There are two primary USB standards in use today: USB 1.1 and USB 2.0. Most USB devices have the "USB" or "High-Speed USB" logo (see below) on their packaging indicating what standard they support.
The new PCs at Lehigh public sites are equipped with USB 2.0 ports which are conveniently located on the front panel for easy access.
Using Your USB Keychain Drive
Inserting the Drive
To use your keychain drive, remove the protective cap. On a PC, insert it into a USB port on the front of the computer as shown in the photo to the left. On an iMac, insert it into the USB port on the side of the keyboard. After the computer has recognized that the drive has been inserted, you can begin using the drive immediately. Copy files to and from the drive - it will act just like any other floppy disk or hard drive. Windows explorer will display the drive as shown to the right (usually drive letter E:). Macintosh computers will simply display the volume (LEXAR_MEDIA) on the desktop.
Removing the Drive
When you are through working with the drive, PC users should click on the "Safely Remove Hardware" icon in the lower right corner of your screen, and choose "Safely Remove USB Mass Storage Device - Drive (E:)". It is then safe to remove the drive from the USB port. Macintosh users should drag the volume to the trashcan to eject. Remember to replace the protective cap on the drive connector.
Hardware Write Protection
Some USB keychain drives have a physical switch on them that allows you to write-protect your data. This prevents accidental deleting or over-writing of your valuable data. The switches are often very small and in a recessed area, so you may need a paper clip to change the position from write-enable to write-protect.

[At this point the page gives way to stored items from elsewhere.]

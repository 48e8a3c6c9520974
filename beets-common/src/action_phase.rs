/// Lifecycle of one user-triggered asynchronous action.
///
/// `Idle -> Pending -> Succeeded | Failed`. A finished action stays in its
/// terminal phase until the user starts the next one.
#[derive(Debug, Clone, PartialEq, Eq)]
pub enum ActionPhase {
    Idle,
    Pending,
    Succeeded,
    /// Holds the message that was surfaced to the user
    Failed(String),
}

#[allow(clippy::derivable_impls)]
impl Default for ActionPhase {
    fn default() -> Self {
        ActionPhase::Idle
    }
}

impl ActionPhase {
    /// Whether a request is in flight. Trigger controls are disabled while true.
    pub fn is_pending(&self) -> bool {
        matches!(self, ActionPhase::Pending)
    }

    pub fn error(&self) -> Option<&str> {
        match self {
            ActionPhase::Failed(message) => Some(message),
            _ => None,
        }
    }
}
//! Library table and pagination controls

use crate::components::icons::{ChevronLeftIcon, ChevronRightIcon};
use crate::components::{Button, ButtonSize, ButtonVariant, LoadingSpinner};
use beets_core::browser::{AlbumRow, ItemRow, PaginationControls, TableRows};
use beets_core::models::AlbumSummary;
use dioxus::prelude::*;

const ITEM_COLUMNS: [&str; 6] = ["Title", "Artist", "Album", "Year", "Length", "Format"];
const ALBUM_COLUMNS: [&str; 4] = ["Album", "Artist", "Year", "Album Artist"];

#[component]
pub fn LibraryTableView(
    rows: TableRows,
    loading: bool,
    on_item_click: EventHandler<i64>,
    on_album_click: EventHandler<AlbumSummary>,
) -> Element {
    // First load: nothing to keep on screen yet.
    if loading && rows.is_empty() {
        return rsx! {
            LoadingSpinner { message: "Loading library...".to_string() }
        };
    }

    let columns: &[&str] = match &rows {
        TableRows::Albums(_) => &ALBUM_COLUMNS,
        _ => &ITEM_COLUMNS,
    };
    let column_count = columns.len();
    let dim = if loading { "opacity-50" } else { "" };

    rsx! {
        div { class: "overflow-x-auto rounded-lg border border-gray-800 {dim}",
            table { class: "w-full text-sm text-left",
                thead { class: "bg-gray-800 text-gray-400 uppercase text-xs",
                    tr {
                        for column in columns.iter() {
                            th { key: "{column}", class: "px-4 py-2", "{column}" }
                        }
                    }
                }
                tbody {
                    match rows {
                        TableRows::Items(items) => rsx! {
                            for row in items {
                                ItemRowView { key: "{row.id}", row, on_click: on_item_click }
                            }
                        },
                        TableRows::Albums(albums) => rsx! {
                            for (i, row) in albums.into_iter().enumerate() {
                                AlbumRowView { key: "{i}", row, on_click: on_album_click }
                            }
                        },
                        TableRows::Empty(message) => rsx! {
                            tr {
                                td {
                                    class: "px-4 py-8 text-center text-gray-500",
                                    colspan: "{column_count}",
                                    "{message}"
                                }
                            }
                        },
                    }
                }
            }
        }
    }
}

const ROW_CLASS: &str = "border-t border-gray-800 hover:bg-gray-800/60 cursor-pointer";

#[component]
fn ItemRowView(row: ItemRow, on_click: EventHandler<i64>) -> Element {
    let id = row.id;
    rsx! {
        tr { class: ROW_CLASS, onclick: move |_| on_click.call(id),
            td { class: "px-4 py-2 text-white", "{row.title}" }
            td { class: "px-4 py-2", "{row.artist}" }
            td { class: "px-4 py-2", "{row.album}" }
            td { class: "px-4 py-2", "{row.year}" }
            td { class: "px-4 py-2 tabular-nums", "{row.length}" }
            td { class: "px-4 py-2 text-gray-400", "{row.format}" }
        }
    }
}

#[component]
fn AlbumRowView(row: AlbumRow, on_click: EventHandler<AlbumSummary>) -> Element {
    let source = row.source.clone();
    rsx! {
        tr {
            class: ROW_CLASS,
            onclick: move |_| on_click.call(source.clone()),
            td { class: "px-4 py-2 text-white", "{row.album}" }
            td { class: "px-4 py-2", "{row.artist}" }
            td { class: "px-4 py-2", "{row.year}" }
            td { class: "px-4 py-2 text-gray-400", "{row.album_artist}" }
        }
    }
}

#[component]
pub fn PaginationBar(
    controls: PaginationControls,
    on_previous: EventHandler<()>,
    on_next: EventHandler<()>,
) -> Element {
    let page_count = controls.page_count.max(1);

    rsx! {
        nav { class: "flex items-center gap-2", aria_label: "Pagination",
            Button {
                variant: ButtonVariant::Secondary,
                size: ButtonSize::Small,
                disabled: controls.previous_disabled,
                onclick: move |_| on_previous.call(()),
                ChevronLeftIcon { class: "w-4 h-4" }
                "Previous"
            }
            span { class: "tabular-nums", "Page {controls.page} of {page_count}" }
            Button {
                variant: ButtonVariant::Secondary,
                size: ButtonSize::Small,
                disabled: controls.next_disabled,
                onclick: move |_| on_next.call(()),
                "Next"
                ChevronRightIcon { class: "w-4 h-4" }
            }
        }
    }
}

Some USB keychain drives come with security software allowing you to protect your data. In some cases, the drive can be set up with both a public area (which anyone can access), and a secure area (which can only be accessed with a password). Be aware that security software may require Windows XP or 2000 to function. Also be aware that some of these devices must have the security software installed on the computer itself; others run the security software directly from the USB keychain drive. Since you cannot load software on a public site computer, we suggest you avoid any security options which require software on the computer.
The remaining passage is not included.